Actually, the Linux kernel holds a mutex (exclusive not shared lock) against the directory during readdir (for example) so re-using the kernel locking means that the processes must do their searching for a matching error (file) in single-file. This is probably part of why directories containing a large number of files are notoriously extremely slow in Unix. (And Perl's glob / readdir is notorious for at least sometimes being pathologically slow under Windows but I don't know what locking Windows uses for directory operations.)

And so the "no extra locking" claim is completely bogus. The extra locking case is "a ton of kernel mutex uses" not the "small number of kernel mutex uses to open a file and then get one shared lock".

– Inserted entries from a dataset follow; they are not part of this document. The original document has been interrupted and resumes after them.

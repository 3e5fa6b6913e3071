//! Error taxonomy for the MTL engine (see `spec.md` §7).
//!
//! The parser is all-or-nothing per template string and reports a
//! [`SyntaxError`]. Evaluation aborts the current statement (and therefore
//! the render for that file) with an [`EvalError`]; empty resolution is
//! *not* an error, it is the trigger for default substitution.

use std::fmt;

/// A malformed template, reported before any evaluation happens.
#[derive(Debug, PartialEq, Eq, Clone, Fail)]
#[fail(display = "syntax error at offset {}: {}", offset, reason)]
pub struct SyntaxError {
    pub offset: usize,
    pub reason: String,
}

impl SyntaxError {
    pub fn new(offset: usize, reason: impl Into<String>) -> Self {
        SyntaxError {
            offset,
            reason: reason.into(),
        }
    }
}

/// Failure raised while walking the AST against a context.
#[derive(Debug, Fail)]
pub enum EvalError {
    /// No provider registered for `namespace` claimed `subfield`.
    #[fail(display = "unknown field {}:{}", namespace, subfield)]
    UnknownField {
        namespace: String,
        subfield: String,
    },

    /// A `|filter` segment named a filter the engine does not implement.
    #[fail(display = "unknown filter {}", _0)]
    UnknownFilter(String),

    /// A filter argument could not be interpreted (e.g. `chop(x)`).
    #[fail(display = "bad argument to filter {}: {}", name, reason)]
    BadFilterArg { name: String, reason: String },

    /// `{format:TYPE:...}` could not coerce its value to `kind`.
    #[fail(display = "cannot coerce {:?} to {}", value, kind)]
    Coercion { kind: String, value: String },

    /// `%name` referenced before any `{var:name,...}` bound it in this render.
    #[fail(display = "unbound variable {}", _0)]
    UnboundVariable(String),

    /// A provider claimed a namespace but failed while resolving it.
    #[fail(display = "provider error in namespace {}: {}", namespace, inner)]
    ProviderError {
        namespace: String,
        inner: String,
    },
}

impl EvalError {
    pub fn unknown_field(namespace: impl Into<String>, subfield: impl Into<String>) -> Self {
        EvalError::UnknownField {
            namespace: namespace.into(),
            subfield: subfield.into(),
        }
    }

    pub fn provider(namespace: impl Into<String>, inner: impl fmt::Display) -> Self {
        EvalError::ProviderError {
            namespace: namespace.into(),
            inner: inner.to_string(),
        }
    }
}

/// Either side of the pipeline can fail; this is what `render_string`
/// returns (see `spec.md` §6).
#[derive(Debug, Fail)]
pub enum Error {
    #[fail(display = "{}", _0)]
    Syntax(#[cause] SyntaxError),
    #[fail(display = "{}", _0)]
    Eval(#[cause] EvalError),
}

impl From<SyntaxError> for Error {
    fn from(e: SyntaxError) -> Self {
        Error::Syntax(e)
    }
}

impl From<EvalError> for Error {
    fn from(e: EvalError) -> Self {
        Error::Eval(e)
    }
}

I don't see how you justify that the race doesn't result in extra e-mails. I believe your analysis is mistaken there. And you may not care about a few extra e-mails (or tons of extra e-mails when the directory gets bloated and pathologically slow to use) but the person asking the "avoiding a race" question probably does. I can certainly understand caring about my boss getting duplicate e-mails after he assigned me the task of making sure we don't get duplicate e-mails.

But given 300 processes, I'd probably go with a separate, single process that de-dups errors rather than having 300 processes fighting over the list of errors (whether stored as lines in a file or files in a directory).

- tye        


Comment on Re^4: avoiding a race (much ado)
Re^5: avoiding a race (the ado, you do, so well:)
by BrowserUk (Pope) on Sep 29, 2010 at 19:56 UTC
    I don't see how you justify that the race doesn't result in extra e-mails. I believe your analysis is mistaken there.

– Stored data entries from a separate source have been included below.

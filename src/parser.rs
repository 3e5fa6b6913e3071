//! Recursive-descent parser for MTL (`spec.md` §4.1).
//!
//! There is no separate tokenizing pass. `{` always hands control to
//! [`Parser::parse_statement`], which consumes exactly its own statement
//! including the closing `}` before returning; that is what lets nested
//! `{...}` inside a modifier position "just work" without explicit brace
//! counting at this level: by the time a terminator character is checked
//! against the *current* clause's terminator set, any inner statement has
//! already been fully consumed by the recursive call.

use crate::ast::{ConditionalOp, Conditional, FilterCall, Node, Statement, Template};
use crate::error::SyntaxError;
use crate::lexer::Cursor;

/// Characters that end a field/subfield/attribute/filter-name scan.
const NAME_STOP: &[char] = &[':', '.', '|', '[', ' ', '&', '?', ',', '}'];
/// Same, without `:`; used once we're past the first colon, so later
/// colons (e.g. `format:TYPE:FORMAT`) stay embedded in the subfield text.
const SUBFIELD_STOP: &[char] = &['.', '|', '[', ' ', '&', '?', ',', '}'];

pub fn parse(input: &str) -> Result<Template, SyntaxError> {
    let mut parser = Parser {
        cursor: Cursor::new(input),
    };
    let template = parser.parse_template(&[])?;
    if !parser.cursor.is_eof() {
        return Err(parser.err(format!(
            "unexpected '{}'",
            parser.cursor.peek().unwrap_or('\0')
        )));
    }
    Ok(template)
}

struct Parser<'a> {
    cursor: Cursor<'a>,
}

impl<'a> Parser<'a> {
    fn err(&self, reason: impl Into<String>) -> SyntaxError {
        SyntaxError::new(self.cursor.offset(), reason.into())
    }

    /// Parses literal text and statements until EOF or a character in
    /// `terminators` is seen outside of any nested statement. The
    /// terminator itself is left unconsumed.
    fn parse_template(&mut self, terminators: &[char]) -> Result<Template, SyntaxError> {
        let mut nodes = Vec::new();
        let mut literal = String::new();
        loop {
            match self.cursor.peek() {
                None => break,
                Some('{') => {
                    if !literal.is_empty() {
                        nodes.push(Node::Literal(std::mem::take(&mut literal)));
                    }
                    self.cursor.bump();
                    nodes.push(Node::Statement(self.parse_statement()?));
                }
                Some(c) if terminators.contains(&c) => break,
                Some(c) => {
                    literal.push(c);
                    self.cursor.bump();
                }
            }
        }
        if !literal.is_empty() {
            nodes.push(Node::Literal(literal));
        }
        Ok(nodes)
    }

    /// Called immediately after the opening `{` has been consumed; consumes
    /// through the matching `}`.
    fn parse_statement(&mut self) -> Result<Statement, SyntaxError> {
        let mut stmt = Statement::default();

        self.parse_field_prefix(&mut stmt)?;
        if stmt.field.is_empty() {
            return Err(self.err("statement has no field name"));
        }

        if self.cursor.peek() == Some(':') {
            self.cursor.bump();
            stmt.subfield = Some(self.scan_until(SUBFIELD_STOP));
        }

        while self.cursor.peek() == Some('.') {
            self.cursor.bump();
            let attr = self.scan_until(SUBFIELD_STOP);
            if attr.is_empty() {
                return Err(self.err("empty attribute name after '.'"));
            }
            stmt.attributes.push(attr);
        }

        while self.cursor.peek() == Some('|') {
            self.cursor.bump();
            stmt.filters.push(self.parse_filter_call()?);
        }

        if self.cursor.peek() == Some('[') {
            self.cursor.bump();
            stmt.replacements = self.parse_replacements()?;
        }

        if self.cursor.peek() == Some(' ') {
            stmt.conditional = Some(self.parse_conditional()?);
        }

        if self.cursor.peek() == Some('&') {
            self.cursor.bump();
            stmt.combine = Some(self.parse_template(&['&', '?', ',', '}'])?);
            if self.cursor.peek() == Some('&') {
                // spec.md §9 open question (3): reject, rather than guess
                // at precedence between stacked top-level `&` clauses.
                return Err(self.err("multiple top-level '&' combine clauses"));
            }
        }

        if self.cursor.peek() == Some('?') {
            self.cursor.bump();
            stmt.true_template = Some(self.parse_template(&[',', '}'])?);
        }

        if self.cursor.peek() == Some(',') {
            self.cursor.bump();
            stmt.default_template = Some(self.parse_template(&['}'])?);
        }

        if self.cursor.bump() != Some('}') {
            return Err(self.err("unterminated statement, expected '}'"));
        }

        Ok(stmt)
    }

    /// `delim+field` is ambiguous to scan left-to-right one character at a
    /// time: `delim` may itself contain characters that normally terminate
    /// a field name (e.g. the `,` in `{,+exiftool:Keywords}`). This looks
    /// ahead, without consuming, for a `+` before any of `(`, `{`, `[` or
    /// the statement's closing `}`: those can only start a later clause
    /// (filter arg, replacement block, combine/nested statement), never a
    /// delimiter, so reaching one first means there is no `+` prefix here.
    /// A literal `+` inside a conditional value or combine/default template
    /// that appears before any of those characters is a residual ambiguity
    /// this scan does not resolve (see `DESIGN.md`).
    fn parse_field_prefix(&mut self, stmt: &mut Statement) -> Result<(), SyntaxError> {
        const ABORT_LOOKAHEAD: &[char] = &['(', '{', '[', '}'];
        let mut ahead = 0;
        let has_delim = loop {
            match self.cursor.peek_at(ahead) {
                Some('+') => break true,
                Some(c) if ABORT_LOOKAHEAD.contains(&c) => break false,
                Some(_) => ahead += 1,
                None => break false,
            }
        };

        if has_delim {
            let mut delim = String::with_capacity(ahead);
            for _ in 0..ahead {
                delim.push(self.cursor.bump().unwrap());
            }
            self.cursor.bump(); // the '+'
            stmt.in_place = true;
            stmt.delim = Some(delim);
        }

        stmt.field = self.scan_until(NAME_STOP);
        if self.cursor.is_eof() && stmt.field.is_empty() {
            return Err(self.err("unterminated statement"));
        }
        Ok(())
    }

    fn parse_filter_call(&mut self) -> Result<FilterCall, SyntaxError> {
        let mut stop = SUBFIELD_STOP.to_vec();
        stop.push('(');
        let name = self.scan_until(&stop);
        if name.is_empty() {
            return Err(self.err("empty filter name after '|'"));
        }
        let arg = if self.cursor.peek() == Some('(') {
            self.cursor.bump();
            let arg = self.parse_template(&[')'])?;
            if self.cursor.bump() != Some(')') {
                return Err(self.err("unterminated filter argument, expected ')'"));
            }
            Some(arg)
        } else {
            None
        };
        Ok(FilterCall { name, arg })
    }

    /// `[find,replace(|find,replace)*]`, called right after `[` is consumed.
    /// Sides are raw literal text, never re-parsed as MTL (`spec.md` §3).
    fn parse_replacements(&mut self) -> Result<Vec<(String, String)>, SyntaxError> {
        let mut pairs = Vec::new();
        loop {
            let find = self.scan_raw_until(&[',']);
            if self.cursor.bump() != Some(',') {
                return Err(self.err("expected ',' between find and replace"));
            }
            let replace = self.scan_raw_until(&['|', ']']);
            pairs.push((find, replace));
            match self.cursor.bump() {
                Some('|') => continue,
                Some(']') => break,
                _ => return Err(self.err("unterminated replacement block, expected ']'")),
            }
        }
        Ok(pairs)
    }

    /// Called when the cursor is on the space that introduces a
    /// conditional clause (`spec.md` §4.1 step 6).
    fn parse_conditional(&mut self) -> Result<Conditional, SyntaxError> {
        self.cursor.bump(); // the marker space
        let negated = self.cursor.eat_str("not ");
        let op = self.scan_conditional_op()?;
        if self.cursor.peek() == Some(' ') {
            self.cursor.bump();
        }
        let value = self.parse_template(&['&', '?', ',', '}'])?;
        if value.is_empty() {
            return Err(self.err("conditional clause without a value"));
        }
        Ok(Conditional {
            negated,
            op,
            value,
        })
    }

    fn scan_conditional_op(&mut self) -> Result<ConditionalOp, SyntaxError> {
        for (text, op) in ConditionalOp::ALL {
            if self.cursor.eat_str(text) {
                return Ok(*op);
            }
        }
        Err(self.err("expected a conditional operator"))
    }

    fn scan_until(&mut self, stop: &[char]) -> String {
        let mut buf = String::new();
        while let Some(c) = self.cursor.peek() {
            if stop.contains(&c) {
                break;
            }
            buf.push(c);
            self.cursor.bump();
        }
        buf
    }

    /// Like [`Parser::scan_until`] but documents that the text is consumed
    /// verbatim, never interpreted as MTL (used for find/replace sides).
    fn scan_raw_until(&mut self, stop: &[char]) -> String {
        self.scan_until(stop)
    }
}

#[cfg(test)]
mod tests {
    use super::*;
    use pretty_assertions::assert_eq;

    fn field(s: &Statement) -> (&str, Option<&str>) {
        (s.field.as_str(), s.subfield.as_deref())
    }

    #[test]
    fn parses_plain_field() {
        let t = parse("{audio:artist}").unwrap();
        assert_eq!(t.len(), 1);
        match &t[0] {
            Node::Statement(s) => assert_eq!(field(s), ("audio", Some("artist"))),
            _ => panic!("expected statement"),
        }
    }

    #[test]
    fn parses_literal_and_field_mix() {
        let t = parse("hello {audio:artist}!").unwrap();
        assert_eq!(t.len(), 3);
        assert_eq!(t[0], Node::Literal("hello ".into()));
        assert_eq!(t[2], Node::Literal("!".into()));
    }

    #[test]
    fn parses_in_place_with_delim() {
        let t = parse("{,+exiftool:Keywords}").unwrap();
        match &t[0] {
            Node::Statement(s) => {
                assert!(s.in_place);
                assert_eq!(s.delim.as_deref(), Some(","));
                assert_eq!(field(s), ("exiftool", Some("Keywords")));
            }
            _ => panic!(),
        }
    }

    #[test]
    fn parses_in_place_with_multi_char_delim() {
        let t = parse("{ - +audio:artist}").unwrap();
        match &t[0] {
            Node::Statement(s) => {
                assert!(s.in_place);
                assert_eq!(s.delim.as_deref(), Some(" - "));
                assert_eq!(field(s), ("audio", Some("artist")));
            }
            _ => panic!(),
        }
    }

    #[test]
    fn parses_in_place_without_delim() {
        let t = parse("{+audio:artist}").unwrap();
        match &t[0] {
            Node::Statement(s) => {
                assert!(s.in_place);
                assert_eq!(s.delim.as_deref(), Some(""));
            }
            _ => panic!(),
        }
    }

    #[test]
    fn parses_dot_chain_and_filters() {
        let t = parse("{exiftool:Keywords|lower|parens}").unwrap();
        match &t[0] {
            Node::Statement(s) => {
                assert_eq!(s.filters.len(), 2);
                assert_eq!(s.filters[0].name, "lower");
                assert_eq!(s.filters[1].name, "parens");
            }
            _ => panic!(),
        }
    }

    #[test]
    fn parses_filter_with_arg() {
        let t = parse("{audio:title|split(-)}").unwrap();
        match &t[0] {
            Node::Statement(s) => {
                assert_eq!(s.filters[0].name, "split");
                assert!(s.filters[0].arg.is_some());
            }
            _ => panic!(),
        }
    }

    #[test]
    fn parses_replacements_with_variable_escape() {
        let t = parse("{audio:title[-,%pipe]}").unwrap();
        match &t[0] {
            Node::Statement(s) => {
                assert_eq!(s.replacements, vec![("-".to_string(), "%pipe".to_string())]);
            }
            _ => panic!(),
        }
    }

    #[test]
    fn parses_conditional_ternary() {
        let t = parse("{audio:title?I have a title,I do not have a title}").unwrap();
        match &t[0] {
            Node::Statement(s) => {
                assert!(s.conditional.is_none());
                assert!(s.true_template.is_some());
                assert!(s.default_template.is_some());
            }
            _ => panic!(),
        }
    }

    #[test]
    fn parses_conditional_with_operator() {
        let t = parse("{exiftool:Keywords matches Beach}").unwrap();
        match &t[0] {
            Node::Statement(s) => {
                let cond = s.conditional.as_ref().unwrap();
                assert_eq!(cond.op, ConditionalOp::Matches);
                assert!(!cond.negated);
            }
            _ => panic!(),
        }
    }

    #[test]
    fn parses_combine() {
        let t = parse("{created.year&{audio:title,}}").unwrap();
        match &t[0] {
            Node::Statement(s) => {
                assert_eq!(field(s), ("created", None));
                assert_eq!(s.attributes, vec!["year".to_string()]);
                assert!(s.combine.is_some());
            }
            _ => panic!(),
        }
    }

    #[test]
    fn rejects_stacked_combine() {
        let err = parse("{a&{b}&{c}}").unwrap_err();
        assert!(err.reason.contains("combine"));
    }

    #[test]
    fn rejects_unterminated_statement() {
        assert!(parse("{audio:artist").is_err());
    }

    #[test]
    fn rejects_conditional_without_value() {
        assert!(parse("{a ==}").is_err());
    }

    #[test]
    fn format_subfield_keeps_embedded_colon() {
        let t = parse("{format:int:%5d,{size}}").unwrap();
        match &t[0] {
            Node::Statement(s) => assert_eq!(field(s), ("format", Some("int:%5d"))),
            _ => panic!(),
        }
    }
}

    Hm. The window your "still racy" referred to, was the time between a failed stat, and open. Ie:

    open ERROR, '>', $file unless -e $file; close ERROR;

    And even in a full directory and an a loaded system, that time is going to be measured--assuming you can actually measure it at all--in low milliseconds at the most.

    Now, what does that actually mean?

    It means that one of the other processes encountered the same error as you, and succeeded in creating the error file within those few milliseconds. So what?

    You then immediately overwrote it with a later time-stamp. But still, so what?

    Nothing! Because the error file got created. Nothing is going to take any action--like sending emails--as a result of that files creation for another hour. From the OP:

    if it has been encountered before and the time stamp is greater than an hour ago it will mail the admin

    So the very worst affect of some other process creating the file instead of you, is that the sending of the email is delayed by the difference between the original time-stamp, and the new one. And that's just a few millseconds at most.

    #! perl -slw use Time::HiRes qw[ time ]; use threads qw[ stack_size 4096 ]; my $file = 'theFile'; async{ 1 until -e $file; }->detach for 1 .. 300; sleep 3; my @times = time; unless( -e $file ) { push @times, time; open FILE, '>', $file or die "$file : $!"; push @times, time; close FILE; } push @times, time; print for @times; unlink $file; __END__ [20:51:05.40] C:\test>junk49 1285789900.703 1285789900.87509 1285789901.02394 1285789901.324

    With 300 clients stating theFile (in a directory containing 1000 files), the window of opportunity for this irrelevant race condition is all of 300 milliseconds.

    And then only if the time-stamp resolution of the file-system is sufficient to actually discern the difference, which is unlikely.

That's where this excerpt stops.